Docherty has found that personal voting increases with the duration of incumbency. From 1980 to 1993, first-term Canadian MPs attracted a personal vote of between 3.3 and 5.9 percent. This increased among mature MPs (2 to 4 terms served), who attracted 3.7 to 8.8 percent, and veteran MPs (5 or more terms), who attracted 7.5 to 10.7 percent.14 While “retirement slumps” (where there is a vote loss for parties whose candidates won an election, but not the one before the current one) do not appear to exist to any great extent, evidence of “sophomore surges” (where a party's riding vote increases when a first-time winner runs for re-election) have been found.15

The Electoral Limitations of Incumbency

Incumbency advantages significantly outweigh all disadvantages, except one: the association with a government which has fallen out of favour with the electorate. If voters wish to “throw the rascals out,” a government incumbent's advantages are all but neutralized. The most evident example of this was the case of 1993 Progressive Conservative incumbents, of whom all but one seeking re-election was defeated. In such a case, increased media coverage is damaging if there is a perceived government error; weak partisanship leads to a loss of support from marginal voters; and the government might be blamed for economic or social problems, particularly when changes in personal or disposable income directly affect incumbent support.16 Although they benefit elsewhere, non-government incumbents jointly suffer when a government is rejected, for they are unable to capitalize on running against a government incumbent voters wish to defeat.17

There are a number of hazards which incumbents may face during an election campaign. During their term, they may have created an image of invisibility, especially compared to previous campaign periods. Their use of staff or associated privileges might be attacked, and they may have to continue official business obligations. Their record is readily apparent to the media and challengers, and they might represent the “political establishment” image. Furthermore, while challenger campaigning has been found to be productive, incumbent campaigning may have few effects. In fact, increased spending on an incumbent's campaign may cause anti-incumbent and tactical voting.18

As a rule, challengers are the primary beneficiary of election campaigns. This is particularly true where incumbents have fallen out of favour with the constituency, and challengers can take advantage of an incumbent's vulnerabilities. Challengers can be active in the riding while the incumbent is away; they can aggressively challenge the incumbent's record (while not having to defend their own); they can present a non-political image; and they can go on the offensive without needing to provide solutions to problems.

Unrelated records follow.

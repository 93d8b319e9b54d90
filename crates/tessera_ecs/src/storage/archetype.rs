use std::fmt;

use rustc_hash::FxHashMap;

use super::column::{Column, TypedColumn, UnsafeDowncast};
use crate::{
  components::{Component, ComponentId},
  entity::Entity,
};

/// Sorted, deduplicated set of component ids.
#[derive(Clone, Default, PartialEq, Eq, Hash, PartialOrd, Ord)]
pub struct Signature(Vec<ComponentId>);

impl Signature {
  pub fn new(ids: impl IntoIterator<Item = ComponentId>) -> Self {
    let mut ids = ids.into_iter().collect::<Vec<_>>();
    ids.sort_unstable();
    ids.dedup();
    Self(ids)
  }

  #[inline]
  pub fn ids(&self) -> &[ComponentId] {
    &self.0
  }

  #[inline]
  pub fn contains(&self, id: ComponentId) -> bool {
    self.0.binary_search(&id).is_ok()
  }

  pub fn contains_all(&self, ids: &[ComponentId]) -> bool {
    ids.iter().all(|&id| self.contains(id))
  }

  pub fn contains_any(&self, ids: &[ComponentId]) -> bool {
    ids.iter().any(|&id| self.contains(id))
  }

  #[inline]
  pub fn index_of(&self, id: ComponentId) -> Option<usize> {
    self.0.binary_search(&id).ok()
  }

  pub fn with(&self, id: ComponentId) -> Self {
    let mut ids = self.0.clone();
    if let Err(index) = ids.binary_search(&id) {
      ids.insert(index, id);
    }
    Self(ids)
  }

  pub fn without(&self, id: ComponentId) -> Self {
    let mut ids = self.0.clone();
    ids.retain(|&c| c != id);
    Self(ids)
  }

  pub fn len(&self) -> usize {
    self.0.len()
  }

  pub fn is_empty(&self) -> bool {
    self.0.is_empty()
  }
}

impl fmt::Debug for Signature {
  fn fmt(&self, f: &mut fmt::Formatter<'_>) -> fmt::Result {
    f.debug_set().entries(self.0.iter().map(|id| id.0)).finish()
  }
}

#[derive(Clone, Copy, PartialEq, Eq, Hash, PartialOrd, Ord, Debug)]
pub struct ArchetypeId(pub(crate) u32);

impl ArchetypeId {
  /// Archetype of entities without components. Always exists.
  pub const EMPTY: ArchetypeId = ArchetypeId(0);

  #[inline]
  pub fn index(&self) -> usize {
    self.0 as usize
  }
}

#[derive(Default, Clone, Copy)]
pub(crate) struct ArchetypeEdge {
  pub(crate) add: Option<ArchetypeId>,
  pub(crate) remove: Option<ArchetypeId>,
}

/// All entities sharing one exact component set, stored column by column.
pub struct Archetype {
  id: ArchetypeId,
  signature: Signature,
  entities: Vec<Entity>,
  columns: Vec<Box<dyn Column>>,
  pub(crate) edges: FxHashMap<ComponentId, ArchetypeEdge>,
}

impl Archetype {
  pub(crate) fn new(id: ArchetypeId, signature: Signature, columns: Vec<Box<dyn Column>>) -> Self {
    debug_assert_eq!(signature.len(), columns.len());

    Self {
      id,
      signature,
      entities: Vec::new(),
      columns,
      edges: FxHashMap::default(),
    }
  }

  pub fn id(&self) -> ArchetypeId {
    self.id
  }

  pub fn signature(&self) -> &Signature {
    &self.signature
  }

  /// Entities in row order.
  pub fn entities(&self) -> &[Entity] {
    &self.entities
  }

  pub fn len(&self) -> usize {
    self.entities.len()
  }

  pub fn is_empty(&self) -> bool {
    self.entities.is_empty()
  }

  pub fn column<T: Component>(&self, id: ComponentId) -> Option<&[T]> {
    let index = self.signature.index_of(id)?;
    self.columns[index]
      .as_any()
      .downcast_ref::<TypedColumn<T>>()
      .map(TypedColumn::as_slice)
  }

  pub fn column_mut<T: Component>(&mut self, id: ComponentId) -> Option<&mut [T]> {
    let index = self.signature.index_of(id)?;
    self.columns[index]
      .as_any_mut()
      .downcast_mut::<TypedColumn<T>>()
      .map(TypedColumn::as_mut_slice)
  }

  /// # Safety
  /// `id` has to be registered for `T` and be part of the signature
  #[inline]
  pub(crate) unsafe fn typed_column<T: Component>(
    &self,
    id: ComponentId,
  ) -> Option<&TypedColumn<T>> {
    let index = self.signature.index_of(id)?;
    Some(self.columns[index].downcast_ref_unchecked())
  }

  pub(crate) fn column_by_id_mut(&mut self, id: ComponentId) -> Option<&mut dyn Column> {
    let index = self.signature.index_of(id)?;
    Some(&mut *self.columns[index])
  }

  pub(crate) fn push_entity(&mut self, entity: Entity) -> usize {
    self.entities.push(entity);
    self.entities.len() - 1
  }

  /// Drops every value of `row`. Returns the entity that was moved into `row`.
  pub(crate) fn swap_remove(&mut self, row: usize) -> Option<Entity> {
    for column in &mut self.columns {
      column.swap_remove_drop(row);
    }
    self.entities.swap_remove(row);
    self.entities.get(row).copied()
  }

  /// Moves `row` into `target`, dropping values `target` has no column for.
  /// Returns the entity that was moved into `row` of `self`.
  pub(crate) fn move_row(&mut self, row: usize, target: &mut Archetype) -> Option<Entity> {
    for (id, column) in self.signature.0.iter().zip(self.columns.iter_mut()) {
      match target.column_by_id_mut(*id) {
        Some(to) => column.swap_remove_into(row, to),
        None => column.swap_remove_drop(row),
      }
    }

    let entity = self.entities.swap_remove(row);
    target.entities.push(entity);
    self.entities.get(row).copied()
  }

  pub(crate) fn is_consistent(&self) -> bool {
    self.columns.iter().all(|c| c.len() == self.entities.len())
  }
}

impl fmt::Debug for Archetype {
  fn fmt(&self, f: &mut fmt::Formatter<'_>) -> fmt::Result {
    f.debug_struct("Archetype")
      .field("id", &self.id)
      .field("signature", &self.signature)
      .field("entities", &self.entities.len())
      .finish()
  }
}

#[cfg(test)]
mod test {
  use super::Signature;
  use crate::components::ComponentId;

  #[test]
  fn signature_is_order_independent() {
    let a = Signature::new([ComponentId(3), ComponentId(1), ComponentId(3)]);
    let b = Signature::new([ComponentId(1), ComponentId(3)]);

    assert_eq!(a, b);
    assert_eq!(a.ids(), &[ComponentId(1), ComponentId(3)]);
    assert_eq!(a.index_of(ComponentId(3)), Some(1));
  }

  #[test]
  fn with_without() {
    let sig = Signature::new([ComponentId(2)]);

    let added = sig.with(ComponentId(0));
    assert_eq!(added.ids(), &[ComponentId(0), ComponentId(2)]);
    assert_eq!(added.with(ComponentId(0)), added);
    assert_eq!(added.without(ComponentId(0)), sig);
    assert!(added.contains_all(&[ComponentId(0), ComponentId(2)]));
    assert!(!sig.contains_any(&[ComponentId(0)]));
  }
}
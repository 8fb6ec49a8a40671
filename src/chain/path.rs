use crate::chain::extract::get_member_expressions;
use crate::expression::node::{ExprKind, Lambda};
use crate::foundation::error::{ExprError, ExprResult};

/// `true` when the lambda body is a member path applied to the lambda's first parameter.
pub fn is_member_path(lambda: &Lambda) -> bool {
    let Some(first) = get_member_expressions(lambda.body()).into_iter().next() else {
        return false;
    };
    let Some(param) = lambda.parameter() else {
        return false;
    };
    matches!(first.kind(), ExprKind::Member { target: Some(t), .. } if t.same(param))
}

/// Reject lambdas that are not member paths, naming the offending argument.
#[tracing::instrument(level = "debug", skip(lambda), fields(lambda = %lambda))]
pub fn ensure_member_path(lambda: &Lambda, name: &str) -> ExprResult<()> {
    if is_member_path(lambda) {
        return Ok(());
    }
    tracing::debug!("not a member path");
    Err(ExprError::invalid_argument(
        name,
        format!("Only member accesses are allowed. {lambda}"),
    ))
}

#[cfg(test)]
#[path = "../../tests/unit/chain/path.rs"]
mod tests;
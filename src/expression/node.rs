use crate::foundation::error::{ExprError, ExprResult};
use crate::model::types::{FieldInfo, MethodInfo, Primitive, TypeDesc, TypeRef};
use std::fmt;
use std::sync::Arc;

/// Immutable, shareable expression node.
///
/// Cloning is cheap (reference count bump). Two handles are the *same* node when they point at
/// the same allocation, see [`Expr::same`]; `==` compares structure.
#[derive(Clone)]
pub struct Expr(Arc<ExprNode>);

#[derive(Debug)]
struct ExprNode {
    kind: ExprKind,
    ty: TypeRef,
}

/// Node variants.
#[derive(Debug, Clone, PartialEq)]
pub enum ExprKind {
    /// Lambda parameter or block variable.
    Parameter { name: String },
    /// Field/property access; `target` is `None` for static members.
    Member {
        target: Option<Expr>,
        field: Arc<FieldInfo>,
    },
    /// Method call; `target` is `None` for static methods.
    Call {
        target: Option<Expr>,
        method: Arc<MethodInfo>,
        args: Vec<Expr>,
    },
    Lambda { params: Vec<Expr>, body: Expr },
    Conditional {
        test: Expr,
        if_true: Expr,
        if_false: Expr,
    },
    Binary {
        op: BinaryOp,
        left: Expr,
        right: Expr,
    },
    Constant(Constant),
    /// Conversion of `operand` to the node type.
    Convert { operand: Expr },
    /// Zero value of the node type.
    Default,
    /// Sequence evaluating to its last expression, with scoped temporaries.
    Block { variables: Vec<Expr>, body: Vec<Expr> },
    Assign { target: Expr, value: Expr },
}

#[derive(Debug, Clone, Copy, PartialEq, Eq, Hash)]
pub enum BinaryOp {
    Add,
    Sub,
    Mul,
    Div,
    Mod,
    Eq,
    Ne,
    Lt,
    Le,
    Gt,
    Ge,
    And,
    Or,
}

impl BinaryOp {
    pub fn symbol(self) -> &'static str {
        match self {
            Self::Add => "+",
            Self::Sub => "-",
            Self::Mul => "*",
            Self::Div => "/",
            Self::Mod => "%",
            Self::Eq => "==",
            Self::Ne => "!=",
            Self::Lt => "<",
            Self::Le => "<=",
            Self::Gt => ">",
            Self::Ge => ">=",
            Self::And => "&&",
            Self::Or => "||",
        }
    }

    /// `true` for comparisons and logical connectives.
    pub fn yields_bool(self) -> bool {
        !matches!(
            self,
            Self::Add | Self::Sub | Self::Mul | Self::Div | Self::Mod
        )
    }
}

#[derive(Debug, Clone, PartialEq)]
pub enum Constant {
    Null,
    Bool(bool),
    Int(i64),
    Double(f64),
    Str(String),
}

impl Constant {
    /// Natural static type of the literal; `null` is typed `object`.
    pub fn ty(&self) -> TypeRef {
        match self {
            Self::Null => Primitive::Object.ty(),
            Self::Bool(_) => Primitive::Bool.ty(),
            Self::Int(_) => Primitive::Int.ty(),
            Self::Double(_) => Primitive::Double.ty(),
            Self::Str(_) => Primitive::String.ty(),
        }
    }
}

impl Expr {
    fn from_parts(kind: ExprKind, ty: TypeRef) -> Self {
        Self(Arc::new(ExprNode { kind, ty }))
    }

    pub fn parameter(name: impl Into<String>, ty: &TypeRef) -> Self {
        Self::from_parts(ExprKind::Parameter { name: name.into() }, ty.clone())
    }

    pub fn member(target: Option<Expr>, field: &Arc<FieldInfo>) -> Self {
        Self::from_parts(
            ExprKind::Member {
                target,
                field: field.clone(),
            },
            field.ty.clone(),
        )
    }

    pub fn call(target: Option<Expr>, method: &Arc<MethodInfo>, args: Vec<Expr>) -> Self {
        Self::from_parts(
            ExprKind::Call {
                target,
                method: method.clone(),
                args,
            },
            method.return_type.clone(),
        )
    }

    pub fn conditional(test: Expr, if_true: Expr, if_false: Expr) -> Self {
        let ty = if_true.ty().clone();
        Self::from_parts(
            ExprKind::Conditional {
                test,
                if_true,
                if_false,
            },
            ty,
        )
    }

    pub fn binary(op: BinaryOp, left: Expr, right: Expr) -> Self {
        let ty = if op.yields_bool() {
            Primitive::Bool.ty()
        } else {
            left.ty().clone()
        };
        Self::from_parts(ExprKind::Binary { op, left, right }, ty)
    }

    pub fn constant(value: Constant) -> Self {
        let ty = value.ty();
        Self::from_parts(ExprKind::Constant(value), ty)
    }

    /// `null` typed as `ty`.
    pub fn null(ty: &TypeRef) -> Self {
        Self::from_parts(ExprKind::Constant(Constant::Null), ty.clone())
    }

    pub fn convert(operand: Expr, ty: &TypeRef) -> Self {
        Self::from_parts(ExprKind::Convert { operand }, ty.clone())
    }

    pub fn default_of(ty: &TypeRef) -> Self {
        Self::from_parts(ExprKind::Default, ty.clone())
    }

    pub fn block(variables: Vec<Expr>, body: Vec<Expr>) -> Self {
        let ty = body
            .last()
            .map(|e| e.ty().clone())
            .unwrap_or_else(|| Primitive::Object.ty());
        Self::from_parts(ExprKind::Block { variables, body }, ty)
    }

    pub fn assign(target: Expr, value: Expr) -> Self {
        let ty = target.ty().clone();
        Self::from_parts(ExprKind::Assign { target, value }, ty)
    }

    pub fn kind(&self) -> &ExprKind {
        &self.0.kind
    }

    /// Static type of the node.
    pub fn ty(&self) -> &TypeRef {
        &self.0.ty
    }

    /// Node identity.
    pub fn same(&self, other: &Expr) -> bool {
        Arc::ptr_eq(&self.0, &other.0)
    }

    pub fn is_parameter(&self) -> bool {
        matches!(self.kind(), ExprKind::Parameter { .. })
    }

    /// Rebuild this node with every child passed through `f`.
    ///
    /// Binding sites (lambda parameters, block variables, assignment targets) are not visited.
    /// When `f` returns every child unchanged the original node is returned, so untouched
    /// subtrees stay shared.
    pub fn map_children(&self, mut f: impl FnMut(&Expr) -> Expr) -> Expr {
        let mut changed = false;
        let mut visit = |e: &Expr| {
            let out = f(e);
            if !out.same(e) {
                changed = true;
            }
            out
        };

        let kind = match self.kind() {
            ExprKind::Parameter { .. } | ExprKind::Constant(_) | ExprKind::Default => {
                return self.clone();
            }
            ExprKind::Member { target, field } => ExprKind::Member {
                target: target.as_ref().map(&mut visit),
                field: field.clone(),
            },
            ExprKind::Call {
                target,
                method,
                args,
            } => ExprKind::Call {
                target: target.as_ref().map(&mut visit),
                method: method.clone(),
                args: args.iter().map(&mut visit).collect(),
            },
            ExprKind::Lambda { params, body } => ExprKind::Lambda {
                params: params.clone(),
                body: visit(body),
            },
            ExprKind::Conditional {
                test,
                if_true,
                if_false,
            } => ExprKind::Conditional {
                test: visit(test),
                if_true: visit(if_true),
                if_false: visit(if_false),
            },
            ExprKind::Binary { op, left, right } => ExprKind::Binary {
                op: *op,
                left: visit(left),
                right: visit(right),
            },
            ExprKind::Convert { operand } => ExprKind::Convert {
                operand: visit(operand),
            },
            ExprKind::Block { variables, body } => ExprKind::Block {
                variables: variables.clone(),
                body: body.iter().map(&mut visit).collect(),
            },
            ExprKind::Assign { target, value } => ExprKind::Assign {
                target: target.clone(),
                value: visit(value),
            },
        };

        if changed {
            Self::from_parts(kind, self.ty().clone())
        } else {
            self.clone()
        }
    }

    /// Re-root a member access or method call on a new receiver.
    ///
    /// Receiver-style static calls take the receiver as their first argument. Other nodes are
    /// returned unchanged.
    pub fn with_target(&self, new_target: Option<Expr>) -> Expr {
        let kind = match self.kind() {
            ExprKind::Member { field, .. } => ExprKind::Member {
                target: new_target,
                field: field.clone(),
            },
            ExprKind::Call { method, args, .. } if method.is_receiver_call() => {
                let Some(receiver) = new_target else {
                    return self.clone();
                };
                let mut new_args = Vec::with_capacity(args.len().max(1));
                new_args.push(receiver);
                new_args.extend(args.iter().skip(1).cloned());
                ExprKind::Call {
                    target: None,
                    method: method.clone(),
                    args: new_args,
                }
            }
            ExprKind::Call {
                target: Some(_),
                method,
                args,
            } => ExprKind::Call {
                target: new_target,
                method: method.clone(),
                args: args.clone(),
            },
            _ => return self.clone(),
        };
        Self::from_parts(kind, self.ty().clone())
    }
}

impl PartialEq for Expr {
    fn eq(&self, other: &Self) -> bool {
        self.same(other) || (self.0.ty == other.0.ty && self.0.kind == other.0.kind)
    }
}

impl fmt::Debug for Expr {
    fn fmt(&self, f: &mut fmt::Formatter<'_>) -> fmt::Result {
        write!(f, "Expr({self}: {})", self.ty())
    }
}

/// A lambda node: parameters plus body.
#[derive(Clone, PartialEq)]
pub struct Lambda(Expr);

impl Lambda {
    pub fn new(params: Vec<Expr>, body: Expr) -> Self {
        debug_assert!(params.iter().all(Expr::is_parameter));
        let param_types: Vec<TypeRef> = params.iter().map(|p| p.ty().clone()).collect();
        let ty = TypeDesc::function(&param_types, body.ty());
        Self(Expr::from_parts(ExprKind::Lambda { params, body }, ty))
    }

    pub fn params(&self) -> &[Expr] {
        match self.0.kind() {
            ExprKind::Lambda { params, .. } => params,
            _ => unreachable!("Lambda always wraps a lambda node"),
        }
    }

    /// First declared parameter.
    pub fn parameter(&self) -> Option<&Expr> {
        self.params().first()
    }

    pub fn body(&self) -> &Expr {
        match self.0.kind() {
            ExprKind::Lambda { body, .. } => body,
            _ => unreachable!("Lambda always wraps a lambda node"),
        }
    }

    pub fn as_expr(&self) -> &Expr {
        &self.0
    }

    pub fn into_expr(self) -> Expr {
        self.0
    }
}

impl TryFrom<Expr> for Lambda {
    type Error = ExprError;

    fn try_from(e: Expr) -> ExprResult<Self> {
        match e.kind() {
            ExprKind::Lambda { .. } => Ok(Self(e)),
            _ => Err(ExprError::invalid_argument(
                "expression",
                format!("expected a lambda, got {e}"),
            )),
        }
    }
}

impl From<Lambda> for Expr {
    fn from(l: Lambda) -> Self {
        l.0
    }
}

impl fmt::Debug for Lambda {
    fn fmt(&self, f: &mut fmt::Formatter<'_>) -> fmt::Result {
        write!(f, "Lambda({})", self.0)
    }
}

impl fmt::Display for Lambda {
    fn fmt(&self, f: &mut fmt::Formatter<'_>) -> fmt::Result {
        fmt::Display::fmt(&self.0, f)
    }
}

#[cfg(test)]
#[path = "../../tests/unit/expression/node.rs"]
mod tests;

Constituency contests are more meaningful for challengers than incumbents.


Generally, in constituency contests the incumbent has the most to lose while challengers have the most to gain. Elections afford challengers the opportunity to overcome incumbent advantages and to develop a personal vote, particularly as the incumbent's performance is scrutinized by challengers, constituents and the media.

It has been determined that Canadian incumbency advantage may be overcome as direct contacts between challengers and constituents increase, and as challengers' spending increases. Here, increasing volatility and turnout benefits challengers more than incumbents.19 Incumbents must thus avoid becoming the focus of a constituency contest for fear of attracting an intense campaign. Moreover, while all-candidates debates likely increase the importance of local candidate considerations in vote choice, it is widely believed that they tend to benefit candidates (typically challengers) who have the most to gain.20 This is but one of the benefits the constituency campaign offers challengers: they also provide challengers an opportunity to obtain campaign experience, increase name recognition, and attract supporters in an effort to build a support base for a second attempt.21

While they may benefit challengers and place incumbents in difficult situations, the primary benefactor of constituency campaigns and constituency service provision is undoubtedly the electorate. Campaigning for votes is democracy's way of ensuring elected officials maintain contact with citizens. It stimulates political awareness and interest, politically educates, and informs the public of policy positions.

The necessity of extensive incumbency service provision and constituency campaigning is clearly debatable. The wisest incumbents will protect themselves by offering some level of constituency services, and by campaigning to some degree during elections. Generally, if incumbents wish to be re-elected, those who devote too little (or too many!) resources to either activity need to re-evaluate their approach based on the evidence provided here.

Notes

1. Richard G. Price and Maureen Mancuso, “Ties That Bind: Parliamentary Members and Their Constituencies,” Introductory Readings in Canadian Government and Politics, 2nd ed., Robert M. Krause and R.H. Wagenberg, eds. (Toronto: Copp Clark Pitman, 1995): p.219; Harold D. Clarke, Richard G. Price, and Robert Krause, “Constituency Service among Canadian Provincial Legislators: Basic Findings and a Test of Three Hypotheses,” Canadian Journal of Political Science (Dec. 1975): p. 520-42.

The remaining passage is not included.